Below are the entries; return every line among them that holds the word "start".

= = = = = = =

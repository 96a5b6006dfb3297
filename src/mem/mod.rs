// SPDX-License-Identifier: JOSSL-1.0
// Copyright (C) 2025 The Jotunheim Project
pub mod mapper;
pub mod simple_alloc;

use linked_list_allocator::LockedHeap;

use crate::bootinfo::BootInfo;

/// Hand the loader's early heap, seen through the HHDM, to `heap`.
///
/// # Safety
/// The early heap range must be free RAM covered by the HHDM and must not be
/// handed out twice.
pub unsafe fn init_heap(heap: &LockedHeap, boot: &BootInfo) -> Result<(), &'static str> {
    mapper::check_hhdm(boot.hhdm_base)?;
    if boot.early_heap_len < 0x1000 {
        return Err("early heap too small");
    }
    let start = (boot.hhdm_base + boot.early_heap_paddr) as *mut u8;
    unsafe { heap.lock().init(start, boot.early_heap_len as usize) };
    Ok(())
}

= = = = = = =

■ Expected answer ■
    let start = (boot.hhdm_base + boot.early_heap_paddr) as *mut u8;
    unsafe { heap.lock().init(start, boot.early_heap_len as usize) };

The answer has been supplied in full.